I am trying to do the below but not successful. Will need your help

1. There is a folder location which has all the soure files of a Java application (.java files)

1. Prepare a list of all these java files and create "Document" out of all these files.

2. Simultaneously prepare a list of all Java classes being used in all these files.

3. Then try to find the frequency of these individual java classes in all the "Documents" i have found in step1.

So if a Class "Foo" is used  10 times, i need a Frequency of 10.

Step 1 and 2 are working fine. But Step 3 is not giving the correct results. I am sure i am doing something wrong here.

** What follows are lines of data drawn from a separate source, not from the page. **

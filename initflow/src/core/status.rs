//! Node and stage state enums.

use serde::{Deserialize, Serialize};
use std::fmt;

/// The lifecycle state of a node.
#[derive(Debug, Clone, Copy, PartialEq, Eq, Hash, Default, Serialize, Deserialize)]
#[serde(rename_all = "snake_case")]
pub enum NodeState {
    /// Registered but not yet run.
    #[default]
    Pending,
    /// The work closure is currently running.
    Running,
    /// The last run succeeded.
    Complete,
    /// The last run failed.
    Failed,
    /// A dependency was reloaded; the node must run again.
    Stale,
}

impl fmt::Display for NodeState {
    fn fmt(&self, f: &mut fmt::Formatter<'_>) -> fmt::Result {
        match self {
            Self::Pending => write!(f, "pending"),
            Self::Running => write!(f, "running"),
            Self::Complete => write!(f, "complete"),
            Self::Failed => write!(f, "failed"),
            Self::Stale => write!(f, "stale"),
        }
    }
}

impl NodeState {
    /// Returns true if the node has finished a run (Complete or Failed).
    #[must_use]
    pub fn is_terminal(&self) -> bool {
        matches!(self, Self::Complete | Self::Failed)
    }

    /// Returns true if the node is eligible to run in the next pass.
    #[must_use]
    pub fn is_runnable(&self) -> bool {
        matches!(self, Self::Pending | Self::Stale)
    }
}

/// The lifecycle state of a stage.
#[derive(Debug, Clone, Copy, PartialEq, Eq, Hash, Default, Serialize, Deserialize)]
#[serde(rename_all = "snake_case")]
pub enum StageState {
    /// Not yet started.
    #[default]
    Pending,
    /// Nodes of the stage are executing.
    Running,
    /// Ended without any contained node failing.
    Complete,
    /// Ended with at least one contained node failed.
    Failed,
}

impl fmt::Display for StageState {
    fn fmt(&self, f: &mut fmt::Formatter<'_>) -> fmt::Result {
        match self {
            Self::Pending => write!(f, "pending"),
            Self::Running => write!(f, "running"),
            Self::Complete => write!(f, "complete"),
            Self::Failed => write!(f, "failed"),
        }
    }
}

impl StageState {
    /// Returns true if the stage has ended.
    #[must_use]
    pub fn is_terminal(&self) -> bool {
        matches!(self, Self::Complete | Self::Failed)
    }
}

The "TF" node is listing all occurences of a class seperately and giving a frequnecy of 1 to eahc of them.

Attaching my workflow.

Any help/pointers will be appreiated.

Hi singhmanas,

the "TF" node counts the frequency of terms/words in one document. I guess you want to count the frequency of the terms in the complete corpus (all java files). Therefore simply use the "GroupBy" node, right after the "TF" node to aggregate all frequencies of terms (in the documents). Use the "Term" column as Group column in the "Groups" tabs of the dialog of the GroupBy node and in the "Options" tab add the "TF abs" column and select "Sum" as aggregation method. This will sum up all tf values over all documents (java classes).

Cheers, Kilian

Hi Kilian,

That worked perfectly.

Thanks a ton :)




This topic was automatically closed 90 days after the last reply. New replies are no longer allowed.